Aan de Voorzitter van de Tweede Kamer der Staten-Generaal
Den Haag, 7 oktober 2014
Tijdens de behandeling van het wetsvoorstel Wet Langdurige Zorg (Wlz) van dinsdag 23 september jl. (Handelingen II 2014/15, nr. 4, Wet langdurige zorg) is gesproken over ca. 14.000 cliënten die een zogenaamde extramurale indicatie hebben, maar een zodanige zorgzwaarte dat ze, naar alle waarschijnlijkheid, een beroep kunnen doen op de Wlz. Ik vind het belangrijk dat deze volwassenen en kinderen met een zware zorgvraag niet onnodig worden belast door de veranderingen.
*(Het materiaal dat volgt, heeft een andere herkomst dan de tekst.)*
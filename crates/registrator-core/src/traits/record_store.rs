// # Record Store Trait
//
// Defines the interface for querying and mutating the DNS zone.
//
// ## Implementations
//
// - Route 53: `registrator-provider-route53` crate
// - In-process: [`crate::store::MemoryRecordStore`]
//
// ## Usage
//
// ```rust,ignore
// use registrator_core::{ChangeAction, RecordStore, RegistrationTarget};
//
// #[tokio::main]
// async fn main() -> anyhow::Result<()> {
//     let store = /* RecordStore implementation */;
//     let target = RegistrationTarget::new("web-service.service.discovery", "10.0.0.5");
//
//     if !store.find_by_name_and_value("Z123", target.record_name(), target.value()).await? {
//         store.apply("Z123", ChangeAction::Create, &target).await?;
//     }
//
//     Ok(())
// }
// ```

use async_trait::async_trait;
use std::fmt;

use crate::config::RecordConfig;

/// Ensure a DNS name carries its trailing dot
pub fn fqdn(name: &str) -> String {
    let trimmed = name.trim_end_matches('.');
    format!("{trimmed}.")
}

/// Compare two DNS names ignoring the trailing dot and ASCII case
pub fn names_match(a: &str, b: &str) -> bool {
    a.trim_end_matches('.')
        .eq_ignore_ascii_case(b.trim_end_matches('.'))
}

/// DNS record type of a record set
#[derive(Debug, Clone, PartialEq, Eq, Hash)]
pub enum RecordType {
    /// IPv4 host record
    A,
    /// Canonical name record
    Cname,
    /// Any type the registrator never writes (listed for completeness)
    Other(String),
}

impl RecordType {
    /// Wire name of the type
    pub fn as_str(&self) -> &str {
        match self {
            RecordType::A => "A",
            RecordType::Cname => "CNAME",
            RecordType::Other(other) => other,
        }
    }
}

impl From<&str> for RecordType {
    fn from(value: &str) -> Self {
        match value {
            "A" => RecordType::A,
            "CNAME" => RecordType::Cname,
            other => RecordType::Other(other.to_string()),
        }
    }
}

impl fmt::Display for RecordType {
    fn fmt(&self, f: &mut fmt::Formatter<'_>) -> fmt::Result {
        f.write_str(self.as_str())
    }
}

/// A record set as held by the DNS provider
#[derive(Debug, Clone, PartialEq, Eq)]
pub struct ResourceRecordSet {
    /// Fully-qualified name, as stored by the provider
    pub name: String,
    /// Record type
    pub record_type: RecordType,
    /// First (and for registrator-owned sets, only) value
    pub value: String,
    /// Identifier distinguishing weighted sets under one name
    pub set_identifier: Option<String>,
    /// Routing weight
    pub weight: Option<i64>,
    /// Time-to-live in seconds
    pub ttl: Option<i64>,
}

impl ResourceRecordSet {
    /// Build the record set the registrator writes for a target
    ///
    /// The set identifier is the value itself, so every host gets its own
    /// weighted alternative under the shared name.
    pub fn for_target(target: &RegistrationTarget, record: &RecordConfig) -> Self {
        Self {
            name: target.record_name().to_string(),
            record_type: record.record_type_for(target.value()),
            value: target.value().to_string(),
            set_identifier: Some(target.value().to_string()),
            weight: Some(record.weight),
            ttl: Some(record.ttl),
        }
    }
}

/// The unit the reconciler acts on: one name pointing at one host
#[derive(Debug, Clone, Eq)]
pub struct RegistrationTarget {
    record_name: String,
    value: String,
}

impl RegistrationTarget {
    /// Create a target; the record name is normalised to carry a trailing dot
    pub fn new(record_name: impl AsRef<str>, value: impl Into<String>) -> Self {
        Self {
            record_name: fqdn(record_name.as_ref()),
            value: value.into(),
        }
    }

    /// Fully-qualified record name (with trailing dot)
    pub fn record_name(&self) -> &str {
        &self.record_name
    }

    /// Host address the record points at
    pub fn value(&self) -> &str {
        &self.value
    }
}

impl PartialEq for RegistrationTarget {
    fn eq(&self, other: &Self) -> bool {
        names_match(&self.record_name, &other.record_name)
            && self.value.trim_end_matches('.') == other.value.trim_end_matches('.')
    }
}

impl fmt::Display for RegistrationTarget {
    fn fmt(&self, f: &mut fmt::Formatter<'_>) -> fmt::Result {
        write!(f, "{} -> {}", self.record_name, self.value)
    }
}

/// Mutation applied to the zone
#[derive(Debug, Clone, Copy, PartialEq, Eq, Hash)]
pub enum ChangeAction {
    /// Create the record set
    Create,
    /// Delete the record set
    Delete,
}

impl ChangeAction {
    /// Wire name of the action
    pub fn as_str(&self) -> &'static str {
        match self {
            ChangeAction::Create => "CREATE",
            ChangeAction::Delete => "DELETE",
        }
    }
}

impl fmt::Display for ChangeAction {
    fn fmt(&self, f: &mut fmt::Formatter<'_>) -> fmt::Result {
        f.write_str(self.as_str())
    }
}

/// Provider acknowledgement of a submitted change
#[derive(Debug, Clone, PartialEq, Eq)]
pub struct ChangeAck {
    /// Provider change identifier
    pub id: String,
    /// Provider-reported change status (e.g. `PENDING`)
    pub status: String,
}

/// Trait for DNS record store implementations
///
/// # Trust Level: Untrusted
///
/// Stores are thin pass-throughs to the provider:
///
/// - Exactly one change submitted per `apply`
/// - No retries, no caching, no batching or coalescing
/// - No decisions about whether a change is needed (owned by the reconciler)
///
/// # Errors
///
/// Service-side rejections surface as [`crate::Error::Provider`] with the
/// provider's code and message. Everything else (connectivity, timeouts,
/// malformed responses) surfaces as [`crate::Error::Transport`].
#[async_trait]
pub trait RecordStore: Send + Sync {
    /// List the record sets in the zone whose name matches `name`
    ///
    /// Matching ignores the trailing dot on both sides.
    async fn find_by_name(
        &self,
        zone_id: &str,
        name: &str,
    ) -> Result<Vec<ResourceRecordSet>, crate::Error>;

    /// True if a record set named `name` carries exactly `value`
    async fn find_by_name_and_value(
        &self,
        zone_id: &str,
        name: &str,
        value: &str,
    ) -> Result<bool, crate::Error> {
        let sets = self.find_by_name(zone_id, name).await?;
        Ok(sets.iter().any(|set| set.value == value))
    }

    /// Submit a single create or delete change for `target`
    async fn apply(
        &self,
        zone_id: &str,
        action: ChangeAction,
        target: &RegistrationTarget,
    ) -> Result<ChangeAck, crate::Error>;

    /// Get the provider name (for logging/debugging)
    fn provider_name(&self) -> &'static str;
}
//! Liveness endpoint
//!
//! `GET /health` answers as long as the process is up. It shares no state
//! with the engine, so it says nothing about DNS or Docker reachability.

use axum::routing::get;
use axum::{Json, Router};
use serde_json::{Value, json};
use tokio::net::TcpListener;
use tracing::info;

/// Router serving the liveness endpoint
pub fn router() -> Router {
    Router::new().route("/health", get(health))
}

async fn health() -> Json<Value> {
    Json(json!({ "status": "ok" }))
}

/// Serve the liveness endpoint until the listener fails
pub async fn serve(listener: TcpListener) -> anyhow::Result<()> {
    if let Ok(addr) = listener.local_addr() {
        info!("Liveness endpoint listening on {}", addr);
    }
    axum::serve(listener, router()).await?;
    Ok(())
}
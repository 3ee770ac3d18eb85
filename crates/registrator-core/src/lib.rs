// # registrator-core
//
// Core library keeping a DNS zone in sync with container lifecycle events.
//
// ## Architecture Overview
//
// - **ContainerRuntime**: Trait for the lifecycle event feed and container inspection
// - **AddressResolver**: Trait for resolving this host's registrable address
// - **RecordStore**: Trait for querying and mutating the DNS zone
// - **Classifier**: Decides whether a container is observed and its record name
// - **Reconciler**: Turns one event into at most one zone mutation
// - **RegistratorEngine**: Drains the event feed and drives the reconciler
//
// ## Design Principles
//
// 1. **Zone is the source of truth**: existence is queried before every mutation
// 2. **Idempotent transitions**: duplicate start/stop events are no-ops
// 3. **One event at a time**: a single consumer reconciles in delivery order
// 4. **Library-first**: collaborators are traits, the daemon only wires them

pub mod classifier;
pub mod config;
pub mod engine;
pub mod error;
pub mod reconciler;
pub mod store;
pub mod traits;

// Re-export core types for convenience
pub use classifier::{Classification, Classifier};
pub use config::{ClassifierConfig, ProviderConfig, RecordConfig, RegistratorConfig};
pub use engine::{EngineEvent, RegistratorEngine};
pub use error::{Error, Result};
pub use reconciler::{Outcome, Reconciliation, Reconciler};
pub use store::MemoryRecordStore;
pub use traits::{
    AddressResolver, ChangeAction, ContainerDescriptor, ContainerRuntime, EventStatus,
    LifecycleEvent, RecordStore, RegistrationTarget, ResourceRecordSet,
};
// # Docker Container Runtime
//
// This crate provides the Docker implementation of `ContainerRuntime`.
//
// ## Event Feed
//
// Subscribes to `GET /events` filtered to `type=container`. Each message is
// mapped to a `LifecycleEvent` from its action and actor id; the
// action-to-status mapping lives in `EventStatus::from_action`.
//
// ## Connection
//
// `docker_host` accepts the same forms as `DOCKER_HOST`:
//
// - `unix:///var/run/docker.sock` (or a bare socket path)
// - `tcp://host:2375` / `http://host:2375`

use async_trait::async_trait;
use bollard::Docker;
use bollard::container::InspectContainerOptions;
use bollard::models::{ContainerInspectResponse, EventMessage};
use bollard::system::EventsOptions;
use registrator_core::config::RuntimeConfig;
use registrator_core::traits::{
    ContainerDescriptor, ContainerRuntime, EventStatus, EventStream, LifecycleEvent,
};
use registrator_core::{Error, Result};
use std::collections::HashMap;
use tokio_stream::StreamExt;

/// Parsed form of a `DOCKER_HOST` value
#[derive(Debug, Clone, PartialEq, Eq)]
pub enum DockerEndpoint {
    /// Local socket path
    Socket(String),
    /// Remote daemon over plain HTTP
    Http(String),
}

impl DockerEndpoint {
    /// Parse a `DOCKER_HOST`-style address
    pub fn parse(host: &str) -> Result<Self> {
        let host = host.trim();
        if let Some(path) = host.strip_prefix("unix://") {
            if path.is_empty() {
                return Err(Error::config("Docker socket path cannot be empty"));
            }
            return Ok(DockerEndpoint::Socket(path.to_string()));
        }
        if host.starts_with("tcp://") || host.starts_with("http://") {
            return Ok(DockerEndpoint::Http(host.to_string()));
        }
        if host.starts_with('/') {
            return Ok(DockerEndpoint::Socket(host.to_string()));
        }
        Err(Error::config(format!(
            "Unsupported Docker host '{}' (expected unix://, tcp:// or http://)",
            host
        )))
    }
}

/// Container runtime backed by the Docker Engine API
#[derive(Debug, Clone)]
pub struct DockerRuntime {
    docker: Docker,
    endpoint: DockerEndpoint,
}

impl DockerRuntime {
    /// Connect to the daemon named by the runtime configuration
    ///
    /// Connecting is lazy; use [`ContainerRuntime::ping`] to check the
    /// daemon is actually reachable.
    pub fn connect(config: &RuntimeConfig) -> Result<Self> {
        let endpoint = DockerEndpoint::parse(&config.docker_host)?;
        let docker = match &endpoint {
            DockerEndpoint::Socket(path) => {
                Docker::connect_with_socket(path, config.timeout_secs, bollard::API_DEFAULT_VERSION)
            }
            DockerEndpoint::Http(addr) => {
                Docker::connect_with_http(addr, config.timeout_secs, bollard::API_DEFAULT_VERSION)
            }
        }
        .map_err(|e| Error::runtime(format!("Failed to connect to Docker: {}", e)))?;

        tracing::debug!(endpoint = ?endpoint, "Docker client configured");
        Ok(Self { docker, endpoint })
    }

    /// Endpoint this runtime talks to
    pub fn endpoint(&self) -> &DockerEndpoint {
        &self.endpoint
    }
}

#[async_trait]
impl ContainerRuntime for DockerRuntime {
    async fn ping(&self) -> Result<()> {
        self.docker
            .ping()
            .await
            .map_err(|e| Error::runtime(format!("Docker daemon unreachable: {}", e)))?;
        Ok(())
    }

    async fn events(&self) -> Result<EventStream> {
        let mut filters = HashMap::new();
        filters.insert("type".to_string(), vec!["container".to_string()]);

        let options = EventsOptions::<String> {
            filters,
            ..Default::default()
        };

        let stream = self.docker.events(Some(options)).map(|message| match message {
            Ok(message) => lifecycle_event_from(message),
            Err(e) => Err(Error::runtime(format!("Docker event stream error: {}", e))),
        });

        tracing::info!("Subscribed to Docker container events");
        Ok(Box::pin(stream))
    }

    async fn inspect(&self, container_id: &str) -> Result<ContainerDescriptor> {
        let response = self
            .docker
            .inspect_container(container_id, None::<InspectContainerOptions>)
            .await
            .map_err(|e| {
                Error::runtime(format!("Failed to inspect container {}: {}", container_id, e))
            })?;

        Ok(descriptor_from(container_id, response))
    }

    fn runtime_name(&self) -> &'static str {
        "docker"
    }
}

fn lifecycle_event_from(message: EventMessage) -> Result<LifecycleEvent> {
    let action = message.action.unwrap_or_default();
    let container_id = message
        .actor
        .and_then(|actor| actor.id)
        .filter(|id| !id.is_empty())
        .ok_or_else(|| {
            Error::runtime(format!("Docker event '{}' carried no container id", action))
        })?;

    Ok(LifecycleEvent::new(container_id, EventStatus::from_action(&action)))
}

fn descriptor_from(requested_id: &str, response: ContainerInspectResponse) -> ContainerDescriptor {
    let id = response.id.unwrap_or_else(|| requested_id.to_string());
    let name = response.name.unwrap_or_default();
    let labels = response
        .config
        .and_then(|config| config.labels)
        .unwrap_or_default();

    ContainerDescriptor { id, name, labels }
}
De zorg die voor deze mensen noodzakelijk is en blijft, is immers in nagenoeg alle gevallen tot stand gekomen na een intensieve en soms langdurige zoektocht om passende zorg te bewerkstelligen. Ik kan mij voorstellen dat de cliënten, ouders en verwanten zich zorgen maken over de vraag of het vaak kwetsbare evenwicht wat nu is bereikt onnodig wordt verstoord. Het feit dat ook onder de huidige wetgeving tal van uitzonderingen en voorzieningen zijn getroffen voor deze groep is een teken dat wij ook in het nieuwe systeem moeten borgen dat passende zorg gewaarborgd is. Dat is in de diverse wetten ook wettelijk verankerd. Het komt er nu op aan ook bij de uitvoering daarvan het uitgangspunt «van systemen naar mensen» als leidraad te nemen.
In mijn brief van 9 september jl.1 heb ik beschreven dat het om twee groepen gaat. Het betreft circa 4.000 kinderen en jongvolwassenen waarvoor wordt geregeld dat zij kunnen opteren voor Wlz-zorg. Deze cliënten krijgen een brief van het CIZ, waarmee zij rechtstreeks kunnen instromen in de Wlz. Indien de cliënt hiervoor kiest dan wordt de huidige indicatie administratief omgezet naar een indicatie voor de Wlz. In 2015 volgt een reguliere (her)indicatietraject.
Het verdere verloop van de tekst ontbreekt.